=== TASK DESCRIPTION ===
Read the material below. Count the lines containing "descriptor" and give that count alone.

=== ENTRIES SHOWN ===
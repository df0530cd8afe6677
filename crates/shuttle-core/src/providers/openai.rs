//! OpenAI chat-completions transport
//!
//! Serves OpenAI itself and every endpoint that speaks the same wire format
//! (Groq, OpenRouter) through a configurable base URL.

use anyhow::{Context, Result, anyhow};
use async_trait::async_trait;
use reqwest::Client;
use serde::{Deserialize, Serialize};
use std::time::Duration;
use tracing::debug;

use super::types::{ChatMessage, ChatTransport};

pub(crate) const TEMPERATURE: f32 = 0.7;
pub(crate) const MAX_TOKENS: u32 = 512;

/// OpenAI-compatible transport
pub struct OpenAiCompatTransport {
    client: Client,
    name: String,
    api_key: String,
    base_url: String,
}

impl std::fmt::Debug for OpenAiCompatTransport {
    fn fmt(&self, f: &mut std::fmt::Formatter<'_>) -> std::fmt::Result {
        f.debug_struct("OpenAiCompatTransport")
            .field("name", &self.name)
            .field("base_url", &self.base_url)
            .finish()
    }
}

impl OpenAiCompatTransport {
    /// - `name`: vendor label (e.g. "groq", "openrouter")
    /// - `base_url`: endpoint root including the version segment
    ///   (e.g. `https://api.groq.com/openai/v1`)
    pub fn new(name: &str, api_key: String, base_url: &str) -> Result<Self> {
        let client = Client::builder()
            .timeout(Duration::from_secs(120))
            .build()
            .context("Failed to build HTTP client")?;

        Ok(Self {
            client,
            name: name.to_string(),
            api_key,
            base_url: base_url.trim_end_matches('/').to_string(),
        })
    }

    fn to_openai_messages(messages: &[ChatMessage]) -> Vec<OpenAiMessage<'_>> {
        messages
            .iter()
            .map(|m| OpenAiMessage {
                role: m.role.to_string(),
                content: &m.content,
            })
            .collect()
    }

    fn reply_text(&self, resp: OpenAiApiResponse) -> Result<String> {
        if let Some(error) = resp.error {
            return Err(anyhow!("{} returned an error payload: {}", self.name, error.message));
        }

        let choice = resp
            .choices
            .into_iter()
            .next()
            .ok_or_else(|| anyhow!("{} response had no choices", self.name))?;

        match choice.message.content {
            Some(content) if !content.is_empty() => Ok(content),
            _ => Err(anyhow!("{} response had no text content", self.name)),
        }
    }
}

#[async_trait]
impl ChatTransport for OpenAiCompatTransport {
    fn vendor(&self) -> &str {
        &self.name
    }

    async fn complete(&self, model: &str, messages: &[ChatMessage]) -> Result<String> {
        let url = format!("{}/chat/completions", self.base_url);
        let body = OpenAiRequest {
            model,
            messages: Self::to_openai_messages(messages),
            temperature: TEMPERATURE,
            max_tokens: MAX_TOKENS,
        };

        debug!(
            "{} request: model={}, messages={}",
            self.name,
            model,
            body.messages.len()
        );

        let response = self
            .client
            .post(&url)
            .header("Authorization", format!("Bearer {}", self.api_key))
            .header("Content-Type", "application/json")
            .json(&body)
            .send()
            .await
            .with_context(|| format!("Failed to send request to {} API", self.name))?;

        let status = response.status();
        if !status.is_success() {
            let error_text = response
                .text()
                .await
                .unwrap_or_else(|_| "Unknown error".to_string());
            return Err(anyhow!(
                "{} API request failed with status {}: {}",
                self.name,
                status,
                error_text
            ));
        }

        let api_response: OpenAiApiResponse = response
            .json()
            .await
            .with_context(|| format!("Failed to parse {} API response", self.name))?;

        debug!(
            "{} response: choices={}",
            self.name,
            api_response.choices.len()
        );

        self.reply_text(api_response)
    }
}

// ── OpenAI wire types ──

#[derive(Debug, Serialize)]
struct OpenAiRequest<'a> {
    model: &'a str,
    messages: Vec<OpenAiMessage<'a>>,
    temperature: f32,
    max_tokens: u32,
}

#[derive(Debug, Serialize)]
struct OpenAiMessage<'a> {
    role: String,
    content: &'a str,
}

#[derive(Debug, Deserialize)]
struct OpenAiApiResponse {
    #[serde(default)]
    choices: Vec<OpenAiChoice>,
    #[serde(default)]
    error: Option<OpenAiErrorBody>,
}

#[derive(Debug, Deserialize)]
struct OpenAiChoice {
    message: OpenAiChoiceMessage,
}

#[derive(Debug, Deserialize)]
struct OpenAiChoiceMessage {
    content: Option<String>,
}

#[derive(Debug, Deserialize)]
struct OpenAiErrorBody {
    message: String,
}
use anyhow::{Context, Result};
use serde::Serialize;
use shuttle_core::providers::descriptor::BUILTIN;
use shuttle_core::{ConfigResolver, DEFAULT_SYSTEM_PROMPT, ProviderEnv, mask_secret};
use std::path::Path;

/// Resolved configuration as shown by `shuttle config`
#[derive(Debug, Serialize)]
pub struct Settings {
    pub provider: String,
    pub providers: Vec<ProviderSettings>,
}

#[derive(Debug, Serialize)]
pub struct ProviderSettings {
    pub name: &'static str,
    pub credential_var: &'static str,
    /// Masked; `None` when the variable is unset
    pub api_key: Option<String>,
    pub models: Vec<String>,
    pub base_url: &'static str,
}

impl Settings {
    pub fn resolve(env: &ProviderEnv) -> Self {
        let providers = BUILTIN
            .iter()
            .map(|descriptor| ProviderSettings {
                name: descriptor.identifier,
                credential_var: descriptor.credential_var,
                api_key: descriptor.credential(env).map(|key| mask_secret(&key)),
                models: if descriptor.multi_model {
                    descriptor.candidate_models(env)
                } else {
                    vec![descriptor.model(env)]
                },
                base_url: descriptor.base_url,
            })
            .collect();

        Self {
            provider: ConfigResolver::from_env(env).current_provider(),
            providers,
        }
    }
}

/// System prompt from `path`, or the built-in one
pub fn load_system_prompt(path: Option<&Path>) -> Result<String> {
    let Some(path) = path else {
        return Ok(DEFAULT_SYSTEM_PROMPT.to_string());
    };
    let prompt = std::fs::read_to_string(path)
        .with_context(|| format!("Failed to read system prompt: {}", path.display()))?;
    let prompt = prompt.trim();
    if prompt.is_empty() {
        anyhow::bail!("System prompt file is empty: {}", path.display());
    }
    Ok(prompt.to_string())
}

=== SOLUTION TO THIS TASK ===
9